--- EXCERPTED RECORDS Enclosed Below ---

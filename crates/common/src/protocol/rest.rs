// REST envelope shared by the history endpoints.

use serde::Deserialize;
use serde_json::Value;

/// `{success, data, message}` as returned by every history endpoint.
///
/// Records stay as raw JSON so one undecodable record can be skipped
/// without discarding the rest of the snapshot.
#[derive(Debug, Clone, Default, Deserialize, PartialEq)]
#[serde(default)]
pub struct HistoryEnvelope {
    pub success: bool,
    pub data: Option<Vec<Value>>,
    pub message: Option<String>,
}

impl HistoryEnvelope {
    pub fn parse(body: &[u8]) -> Result<Self, serde_json::Error> {
        serde_json::from_slice(body)
    }

    /// Records of a successful response; `None` when the backend reported failure.
    pub fn into_records(self) -> Option<Vec<Value>> {
        if self.success {
            Some(self.data.unwrap_or_default())
        } else {
            None
        }
    }
}
use std::path::PathBuf;

use anyhow::{Context as _, Result};
use clap::{Args, Subcommand};
use nomad_sync::config::global_config_path;
use nomad_sync::SyncConfig;
use serde::Serialize;

use super::Context;
use crate::output;

#[derive(Debug, Args)]
pub struct ConfigArgs {
    #[command(subcommand)]
    pub action: ConfigAction,
}

#[derive(Debug, Subcommand)]
pub enum ConfigAction {
    /// Print the effective configuration
    Show,
    /// Print where the configuration file lives
    Path,
    /// Write a default configuration file if none exists
    Init {
        /// Overwrite an existing file
        #[arg(long)]
        force: bool,
    },
    /// Check that every URL is well-formed and secure
    Validate,
}

#[derive(Debug, Serialize)]
struct PathReport {
    path: PathBuf,
    exists: bool,
}

#[derive(Debug, Serialize)]
struct InitReport {
    path: PathBuf,
    written: bool,
}

pub fn run(args: ConfigArgs, context: &Context) -> Result<()> {
    match args.action {
        ConfigAction::Show => {
            let config = context.load_config()?;
            output::print_output(context.format, &config, |config| {
                toml::to_string_pretty(config).unwrap_or_else(|error| error.to_string())
            })?;
        }
        ConfigAction::Path => {
            let path = config_path(context)?;
            let report = PathReport { exists: path.exists(), path };
            output::print_output(context.format, &report, |report| {
                report.path.display().to_string()
            })?;
        }
        ConfigAction::Init { force } => {
            let path = config_path(context)?;
            let report = init(path, force)?;
            output::print_output(context.format, &report, |report| {
                if report.written {
                    format!("wrote {}", report.path.display())
                } else {
                    format!("{} already exists (use --force to overwrite)", report.path.display())
                }
            })?;
        }
        ConfigAction::Validate => {
            let config = context.load_config()?;
            config.validate()?;
            output::print_output(context.format, &serde_json::json!({ "valid": true }), |_| {
                "configuration is valid".to_string()
            })?;
        }
    }
    Ok(())
}

fn config_path(context: &Context) -> Result<PathBuf> {
    match &context.config_path {
        Some(path) => Ok(path.clone()),
        None => global_config_path().context("could not determine home directory"),
    }
}

fn init(path: PathBuf, force: bool) -> Result<InitReport> {
    if path.exists() && !force {
        return Ok(InitReport { path, written: false });
    }
    SyncConfig::default()
        .save_to(&path)
        .with_context(|| format!("failed to write {}", path.display()))?;
    Ok(InitReport { path, written: true })
}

--- End of Enclosed EXCERPTED RECORDS ---

» TASK ITEM
Starting at the line above that contains "not determine home", write out each line exactly until the line that contains "SyncConfig::default()" has been written, and stop there.

» WRITTEN SOLUTION
        None => global_config_path().context("could not determine home directory"),
    }
}

fn init(path: PathBuf, force: bool) -> Result<InitReport> {
    if path.exists() && !force {
        return Ok(InitReport { path, written: false });
    }
    SyncConfig::default()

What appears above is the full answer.